Wegen der wirtschaftlichen Auswirkungen der Corona-Pandemie fürchten viele Museen in den USA, dauerhaft schließen zu müssen. In einer Umfrage des US-Museumsverbands AAM hat jedes dritte Museum angegeben, dass ein deutliches Risiko bestehe, im kommenden Herbst endgültig schließen zu müssen, oder dass es unklar sei, ob das Museum überlebe. Mehr als 750 Museumsdirektoren wurden dafür befragt.

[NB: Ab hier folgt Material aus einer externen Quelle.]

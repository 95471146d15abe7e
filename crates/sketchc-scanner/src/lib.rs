//! Scanner phase for the sketchc transpiler.
//!
//! This crate turns raw sketch source into flat, placeholder-masked text:
//! - `mask` - comments removed, string/regex literals moved to a `LiteralTable`
//! - `markers` - neutralisation of the `$` and `__xHHHH` marker characters
//! - `generics` - fixed-point erasure of generic parameter lists
//! - `atoms` - explicit-stack splitting of balanced brackets into an `AtomTable`
//! - `placeholder` - the placeholder token grammar shared by later phases
//! - `inject` - re-injection of literals into the rendered output

pub mod atoms;
pub mod error;
pub mod generics;
pub mod inject;
pub mod markers;
pub mod mask;
pub mod placeholder;

pub use atoms::{AtomTable, split_to_atoms};
pub use error::ScanError;
pub use generics::erase_generics;
pub use inject::inject_literals;
pub use markers::{decode_markers, encode_markers, join_return_lines};
pub use mask::{LiteralKind, LiteralRecord, LiteralTable, MaskedSource, mask_literals, mask_source};
pub use placeholder::AtomKind;

/// Result of a rewrite that runs until no further match is found.
#[derive(Clone, Debug, PartialEq, Eq)]
pub struct FixedPoint {
    pub text: String,
    pub passes: usize,
    /// False when the pass limit was hit before the text stopped changing.
    pub settled: bool,
}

Der überwiegende Teil (87 Prozent) habe zudem nur noch finanzielle Rücklagen für bis zu zwölf Monate, hieß es. Die Einkünfte verschwanden über Nacht, als wegen der Pandemie alle kulturellen Institutionen schließen mussten, wie die Präsidentin der AAM, Laura Lott, sagte. “Traurigerweise werden sich viele davon nicht erholen.”

Eine Schließung von nach Verbandsschätzung 12.000 Museen sei für Gemeinden, Wirtschaft und das Bildungssystem verheerend. An sie sind dem Verband zufolge direkt und indirekt insgesamt rund 726.000 Arbeitsplätze geknüpft. Jährlich erwirtschaftet der Sektor 50 Milliarden Dollar (rund 43,2 Mrd. Euro). Die Museen hoffen deshalb auf staatliche Finanzhilfen und Spenden. Die AAM vertritt nach eigenen Angaben mehr als 35.000 Institutionen, hauptberuflich im Museumsbereich Beschäftigte und Freiwillige sowie unternehmerische Partner im Museumssektor.

Auch in den Niederlanden fürchten rund 100 Museen das Aus als Folge der Coronakrise. Ohne staatliche Hilfen würden sie 2021 finanziell nicht überleben, teilte der Verband der Museen am Donnerstag in Amsterdam mit. Das ist das Ergebnis einer Umfrage unter den rund 430 Mitgliedern. Vor allem die kleineren Museen mit weniger als 40.000 Besucher im Jahr seien von der Pleite bedroht, erklärt der Verband. Die Museen waren bis zum 1. Juni für drei Monate geschlossen und dürfen seither nur eine begrenzte Zahl von Besuchern empfangen.